Helpful Votes: 0 out of 0 total.
Review Date: 2001-09-02
Dr. Drury has produced a much needed lay-person's exposition of Earth science - Bravo! To paraphrase his words, this book provides the complete story which is sketched out in several contemporary works dealing with life sciences and origins.
On the down-side, the reader is forced to read the authors' (short but frequent) political commentary peppered throughout the work. Marx, Engels, Lenin and other economic/political writers are quoted throughout. In most cases, the quotes are forced and read as though they were inserted in spite of the otherwise wonderful text.

Life returns to geology!
Helpful Votes: 0 out of 0 total.
Review Date: 2000-03-05
Drury has done for geology and the evolution of Earth and life what Carl Sagan did for the cosmos. In Stepping Stones you can see how chemistry, physics and biology combine with the evidence from rocks, and begin to understand the highly complex and extremely long past from which our own evolution has sprung. Heady stuff, but surprisingly easy to read.

Fascinating Book
Helpful Votes: 1 out of 1 total.
Review Date: 2002-06-22
This is one of the best books out of the hundreds I've read on astronomy, earth science and biology. This is the rare book that weaves together these disciplines. If you read one book on how our planet got to where it is, and where it's going, this is the one.

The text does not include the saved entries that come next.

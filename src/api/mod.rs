//! REST API client module for the Reflective Journal backend.
//!
//! This module provides a type-safe HTTP client for the journal chat,
//! aggregate stats, and diary entry endpoints.
//!
//! # Quick Start
//!
//! ```rust,ignore
//! use journal_sdk::api::JournalApiClient;
//!
//! #[tokio::main]
//! async fn main() -> Result<(), Box<dyn std::error::Error>> {
//!     // Create client with default settings
//!     let client = JournalApiClient::new("http://localhost:8000")?;
//!
//!     // Chat with the journal
//!     let reply = client.send_chat_message("How did last week go?").await?;
//!     println!("Answer: {}", reply.answer);
//!
//!     // Save and re-read an entry
//!     client.save_diary_entry("Quiet day, lots of reading.", Some("2024-01-01")).await?;
//!     let entry = client.get_diary_entry("2024-01-01").await?;
//!     println!("Entry: {:?}", entry);
//!
//!     Ok(())
//! }
//! ```
//!
//! # Client Configuration
//!
//! Use the builder pattern for custom configuration:
//!
//! ```rust,ignore
//! use journal_sdk::api::JournalApiClient;
//! use std::time::Duration;
//!
//! let client = JournalApiClient::builder("http://localhost:8000")
//!     .timeout(Duration::from_secs(60))
//!     .header("X-Custom-Header", "value")
//!     .build()?;
//! ```
//!
//! The base URL can also come from the environment, read explicitly at
//! construction:
//!
//! ```rust,ignore
//! // Uses JOURNAL_API_URL, or http://localhost:8000 when unset
//! let client = JournalApiClient::from_env()?;
//! ```
//!
//! # Error Handling
//!
//! All methods return `ApiResult<T>` which is an alias for
//! `Result<T, ApiError>`, except [`JournalApiClient::get_stats`] which
//! converts any failure into `None` after logging it:
//!
//! ```rust,ignore
//! use journal_sdk::api::{JournalApiClient, ApiError};
//!
//! match client.get_diary_entry("2024-01-01").await {
//!     Ok(Some(entry)) => println!("Found entry: {}", entry.text),
//!     Ok(None) => println!("No entry for that date"),
//!     Err(e) if e.is_not_found() => println!("Backend has no diary route"),
//!     Err(e) => println!("Other error: {}", e),
//! }
//! ```

pub mod client;
pub mod error;
pub mod types;

// Re-export main types for convenience
pub use client::{JournalApiClient, JournalApiClientBuilder};
pub use error::{ApiError, ApiResult, ErrorBody};
pub use types::*;
//! Diary entry types for the Reflective Journal REST API.

use serde::{Deserialize, Serialize};

/// A stored diary entry, as returned by GET /journal/diary/{date}.
///
/// The word and character counts are only present on backends that store
/// entries in the database; file-backed deployments return just the date
/// and text.
#[derive(Debug, Clone, Serialize, Deserialize)]
pub struct DiaryEntry {
    /// Entry date in `YYYY-MM-DD` form
    pub date: String,
    /// Raw entry text
    pub text: String,
    /// Word count
    #[serde(default)]
    pub word_count: Option<u32>,
    /// Character count
    #[serde(default)]
    pub char_count: Option<u32>,
}

/// Request body for POST /journal/diary/save.
#[derive(Debug, Clone, Serialize, Deserialize)]
pub struct SaveEntryRequest {
    /// Raw entry text
    pub text: String,
    /// Entry date in `YYYY-MM-DD` form; the backend uses today when omitted
    #[serde(skip_serializing_if = "Option::is_none")]
    pub date: Option<String>,
}

/// Response for POST /journal/diary/save.
#[derive(Debug, Clone, Serialize, Deserialize)]
pub struct SaveEntryResponse {
    /// Outcome status (usually "ok")
    pub status: String,
    /// Human-readable confirmation message
    pub message: String,
}
//! API response and request types for the Reflective Journal REST API.
//!
//! This module contains all the type definitions used by the API client,
//! organized by category.

pub mod chat;
pub mod diary;
pub mod stats;

// Re-export all types for convenience
pub use chat::*;
pub use diary::*;
pub use stats::*;
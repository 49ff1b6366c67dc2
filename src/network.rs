//! Network URL constants for the Reflective Journal SDK.

/// Default REST API base URL (local backend during development).
pub const DEFAULT_API_URL: &str = "http://localhost:8000";

/// Environment variable consulted by [`JournalApiClient::from_env`](crate::api::JournalApiClient::from_env).
pub const API_URL_ENV: &str = "JOURNAL_API_URL";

Excellent, thoughtprovoking, but slow
Helpful Votes: 1 out of 1 total.
Review Date: 2000-02-14
I just finished it. It was a really great book. It is somewhat technical, as of course is must be, without going over the top.

But not being trained in neither geology, chemistry or biology it was slow work on my part. 5-10 pages max. per sitting. Too much info to digest.

But well worth the effort.

Can I be a geologist, please!
Helpful Votes: 3 out of 3 total.
Review Date: 2000-03-05
For years I have been interested in geology and the evolution of life, but have rarely found any general book aimed at the non-specialist. Stepping Stones breaks completely from the single-topic approach and takes on probably the broadest scope of any book I have read - the entire evolution of our home planet, the life upon it and our own emergence from a history of quiet change interspersed with unimaginably violent events over almost 5 billion years. It links geology through physics, chemistry and biology to astronomical factors. Forget the Whole Earth Cookbook; Stepping Stones tells our story. Like all good reads, it contains a sting in the tail and blends fact, theory, speculation and some wry humour. I can't say that it is an easy read, but truly found it hard to put down. What I particularly like about it is the way that the author has divided the text into more than 20 chapters, each of which is almost self-contained and possible to read in an evening. I don't know how he did it, but the huge amount of content links together wonderfully. My favourite passage - where he jokingly links our irritating cough reflex to the survivors of a volcanic holocaust 25 million years ago when the atmosphere was thick with noxious fumes, and 90 percent of all life perished. Every living thing today descends from those survivors, and I laughed to think we may owe our being to the plague of concert halls. What I learned most - how humans evolved through a repeated sequence of huge climate and environmental shifts, which helped hone our ancestors survival skills, and generally how evolution is as much a product of outlandish chance as it is of slow change governed by genes pitted against surroundings. If I were younger, I would enroll for a geology course, and would feel confident that I could master any specialist detail thrown at me, now that I have grasped the fullest possible context from Stepping Stones!

Drury University
On to Oregon: The Diaries of Mary Walker and Myra Eells
Published in Paperback by University of Nebraska Press (1998-04-01)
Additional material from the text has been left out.